● AIM OF THE EXERCISE
Only an exact copy of the entries will serve as the answer.

● SUPPLIED DATA
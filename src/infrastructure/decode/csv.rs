// ============================================================
// DELIMITED TEXT DECODER
// ============================================================
// Exports arrive as ';'-separated text more often than true CSV,
// with no guarantee about encoding. Decode bytes with a Windows-1252
// fallback, sniff the delimiter from a sample, and flatten records
// into header -> value maps. The first record is the header here;
// header detection only applies to workbook sheets.

use csv::ReaderBuilder;

use crate::domain::error::{AppError, Result};
use crate::domain::record::RowRecord;

pub struct DelimitedDecoder {
    delimiter: u8,
}

impl Default for DelimitedDecoder {
    fn default() -> Self {
        Self { delimiter: b';' }
    }
}

impl DelimitedDecoder {
    pub fn new() -> Self {
        Self::default()
    }

    pub fn with_delimiter(mut self, delimiter: u8) -> Self {
        self.delimiter = delimiter;
        self
    }

    /// Decode raw bytes, sniffing the delimiter from the first few lines.
    pub fn decode_auto(bytes: &[u8]) -> Result<Vec<RowRecord>> {
        let content = decode_text(bytes);
        let delimiter = Self::detect_delimiter(&content);
        Self::default().with_delimiter(delimiter).decode_content(&content)
    }

    pub fn decode(&self, bytes: &[u8]) -> Result<Vec<RowRecord>> {
        self.decode_content(&decode_text(bytes))
    }

    fn decode_content(&self, content: &str) -> Result<Vec<RowRecord>> {
        let mut reader = ReaderBuilder::new()
            .delimiter(self.delimiter)
            .flexible(true) // rows may be shorter or longer than the header
            .from_reader(content.as_bytes());

        let headers: Vec<String> = reader
            .headers()
            .map_err(|e| AppError::ParseError(format!("Failed to read CSV headers: {}", e)))?
            .iter()
            .map(|h| h.trim().to_string())
            .collect();

        let mut rows = Vec::new();
        for (index, result) in reader.records().enumerate() {
            let record = result.map_err(|e| {
                AppError::ParseError(format!("Failed to parse CSV row {}: {}", index + 1, e))
            })?;

            let row: RowRecord = headers
                .iter()
                .enumerate()
                .map(|(i, header)| {
                    (header.clone(), record.get(i).unwrap_or("").to_string())
                })
                .collect();
            rows.push(row);
        }

        Ok(rows)
    }

    /// Detect delimiter from content (semicolon, comma, tab, pipe) by
    /// scoring each candidate's per-line frequency and consistency.
    pub fn detect_delimiter(content: &str) -> u8 {
        let candidates = [b';', b',', b'\t', b'|'];

        let mut best_delimiter = b';';
        let mut best_score = 0.0f32;

        let sample_lines: Vec<_> = content.lines().take(10).collect();

        for &delimiter in &candidates {
            if sample_lines.is_empty() {
                continue;
            }

            let field_counts: Vec<usize> = sample_lines
                .iter()
                .map(|line| line.bytes().filter(|&b| b == delimiter).count())
                .collect();

            let avg = field_counts.iter().sum::<usize>() as f32 / field_counts.len() as f32;
            let variance = field_counts
                .iter()
                .map(|&x| (x as f32 - avg).powi(2))
                .sum::<f32>()
                / field_counts.len() as f32;

            let score = avg / (1.0 + variance.sqrt());

            if score > best_score {
                best_score = score;
                best_delimiter = delimiter;
            }
        }

        best_delimiter
    }
}

/// UTF-8 with BOM sniffing, falling back to Windows-1252 when the
/// bytes are not valid UTF-8.
fn decode_text(bytes: &[u8]) -> String {
    let (content, _, had_errors) = encoding_rs::UTF_8.decode(bytes);
    if !had_errors {
        return content.into_owned();
    }
    encoding_rs::WINDOWS_1252.decode(bytes).0.into_owned()
}

#[cfg(test)]
mod tests {
    use super::*;

    #[test]
    fn test_decodes_semicolon_separated_content() {
        let rows =
            DelimitedDecoder::new().decode(b"Curso;Nota\n2021-22;8,5\n2022-23;7,9").unwrap();
        assert_eq!(rows.len(), 2);
        assert_eq!(rows[0]["Curso"], "2021-22");
        assert_eq!(rows[1]["Nota"], "7,9");
    }

    #[test]
    fn test_short_rows_pad_missing_columns() {
        let rows = DelimitedDecoder::new().decode(b"a;b;c\n1;2").unwrap();
        assert_eq!(rows[0]["c"], "");
    }

    #[test]
    fn test_headers_are_trimmed_but_values_are_not() {
        let rows = DelimitedDecoder::new().decode(b" Nota ;Curso\n 8,5 ;2021-22").unwrap();
        assert_eq!(rows[0]["Nota"], " 8,5 ");
    }

    #[test]
    fn test_detect_delimiter() {
        assert_eq!(DelimitedDecoder::detect_delimiter("a;b;c\nd;e;f"), b';');
        assert_eq!(DelimitedDecoder::detect_delimiter("a,b,c\nd,e,f"), b',');
        assert_eq!(DelimitedDecoder::detect_delimiter("a\tb\nc\td"), b'\t');
    }

    #[test]
    fn test_windows_1252_fallback() {
        // "Año académico" encoded as Windows-1252: ñ = 0xF1, é = 0xE9.
        let bytes = b"A\xf1o;Nota\n2021-22;bi\xe9n";
        let rows = DelimitedDecoder::new().decode(bytes).unwrap();
        assert_eq!(rows[0]["Año"], "2021-22");
        assert_eq!(rows[0]["Nota"], "bién");
    }

    #[test]
    fn test_utf8_bom_is_stripped_from_first_header() {
        let bytes = b"\xef\xbb\xbfCurso;Nota\n2021-22;5";
        let rows = DelimitedDecoder::new().decode(bytes).unwrap();
        assert_eq!(rows[0]["Curso"], "2021-22");
    }
}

● WORKED SOLUTION
filename src/infrastructure/decode/csv.rs
// ============================================================
// DELIMITED TEXT DECODER
// ============================================================
// Exports arrive as ';'-separated text more often than true CSV,
// with no guarantee about encoding. Decode bytes with a Windows-1252
// fallback, sniff the delimiter from a sample, and flatten records
// into header -> value maps. The first record is the header here;
// header detection only applies to workbook sheets.

use csv::ReaderBuilder;

use crate::domain::error::{AppError, Result};
use crate::domain::record::RowRecord;

pub struct DelimitedDecoder {
    delimiter: u8,
}

impl Default for DelimitedDecoder {
    fn default() -> Self {
        Self { delimiter: b';' }
    }
}

impl DelimitedDecoder {
    pub fn new() -> Self {
        Self::default()
    }

    pub fn with_delimiter(mut self, delimiter: u8) -> Self {
        self.delimiter = delimiter;
        self
    }

    /// Decode raw bytes, sniffing the delimiter from the first few lines.
    pub fn decode_auto(bytes: &[u8]) -> Result<Vec<RowRecord>> {
        let content = decode_text(bytes);
        let delimiter = Self::detect_delimiter(&content);
        Self::default().with_delimiter(delimiter).decode_content(&content)
    }

    pub fn decode(&self, bytes: &[u8]) -> Result<Vec<RowRecord>> {
        self.decode_content(&decode_text(bytes))
    }

    fn decode_content(&self, content: &str) -> Result<Vec<RowRecord>> {
        let mut reader = ReaderBuilder::new()
            .delimiter(self.delimiter)
            .flexible(true) // rows may be shorter or longer than the header
            .from_reader(content.as_bytes());

        let headers: Vec<String> = reader
            .headers()
            .map_err(|e| AppError::ParseError(format!("Failed to read CSV headers: {}", e)))?
            .iter()
            .map(|h| h.trim().to_string())
            .collect();

        let mut rows = Vec::new();
        for (index, result) in reader.records().enumerate() {
            let record = result.map_err(|e| {
                AppError::ParseError(format!("Failed to parse CSV row {}: {}", index + 1, e))
            })?;

            let row: RowRecord = headers
                .iter()
                .enumerate()
                .map(|(i, header)| {
                    (header.clone(), record.get(i).unwrap_or("").to_string())
                })
                .collect();
            rows.push(row);
        }

        Ok(rows)
    }

    /// Detect delimiter from content (semicolon, comma, tab, pipe) by
    /// scoring each candidate's per-line frequency and consistency.
    pub fn detect_delimiter(content: &str) -> u8 {
        let candidates = [b';', b',', b'\t', b'|'];

        let mut best_delimiter = b';';
        let mut best_score = 0.0f32;

        let sample_lines: Vec<_> = content.lines().take(10).collect();

        for &delimiter in &candidates {
            if sample_lines.is_empty() {
                continue;
            }

            let field_counts: Vec<usize> = sample_lines
                .iter()
                .map(|line| line.bytes().filter(|&b| b == delimiter).count())
                .collect();

            let avg = field_counts.iter().sum::<usize>() as f32 / field_counts.len() as f32;
            let variance = field_counts
                .iter()
                .map(|&x| (x as f32 - avg).powi(2))
                .sum::<f32>()
                / field_counts.len() as f32;

            let score = avg / (1.0 + variance.sqrt());

            if score > best_score {
                best_score = score;
                best_delimiter = delimiter;
            }
        }

        best_delimiter
    }
}

/// UTF-8 with BOM sniffing, falling back to Windows-1252 when the
/// bytes are not valid UTF-8.
fn decode_text(bytes: &[u8]) -> String {
    let (content, _, had_errors) = encoding_rs::UTF_8.decode(bytes);
    if !had_errors {
        return content.into_owned();
    }
    encoding_rs::WINDOWS_1252.decode(bytes).0.into_owned()
}

#[cfg(test)]
mod tests {
    use super::*;

    #[test]
    fn test_decodes_semicolon_separated_content() {
        let rows =
            DelimitedDecoder::new().decode(b"Curso;Nota\n2021-22;8,5\n2022-23;7,9").unwrap();
        assert_eq!(rows.len(), 2);
        assert_eq!(rows[0]["Curso"], "2021-22");
        assert_eq!(rows[1]["Nota"], "7,9");
    }

    #[test]
    fn test_short_rows_pad_missing_columns() {
        let rows = DelimitedDecoder::new().decode(b"a;b;c\n1;2").unwrap();
        assert_eq!(rows[0]["c"], "");
    }

    #[test]
    fn test_headers_are_trimmed_but_values_are_not() {
        let rows = DelimitedDecoder::new().decode(b" Nota ;Curso\n 8,5 ;2021-22").unwrap();
        assert_eq!(rows[0]["Nota"], " 8,5 ");
    }

    #[test]
    fn test_detect_delimiter() {
        assert_eq!(DelimitedDecoder::detect_delimiter("a;b;c\nd;e;f"), b';');
        assert_eq!(DelimitedDecoder::detect_delimiter("a,b,c\nd,e,f"), b',');
        assert_eq!(DelimitedDecoder::detect_delimiter("a\tb\nc\td"), b'\t');
    }

    #[test]
    fn test_windows_1252_fallback() {
        // "Año académico" encoded as Windows-1252: ñ = 0xF1, é = 0xE9.
        let bytes = b"A\xf1o;Nota\n2021-22;bi\xe9n";
        let rows = DelimitedDecoder::new().decode(bytes).unwrap();
        assert_eq!(rows[0]["Año"], "2021-22");
        assert_eq!(rows[0]["Nota"], "bién");
    }

    #[test]
    fn test_utf8_bom_is_stripped_from_first_header() {
        let bytes = b"\xef\xbb\xbfCurso;Nota\n2021-22;5";
        let rows = DelimitedDecoder::new().decode(bytes).unwrap();
        assert_eq!(rows[0]["Curso"], "2021-22");
    }
}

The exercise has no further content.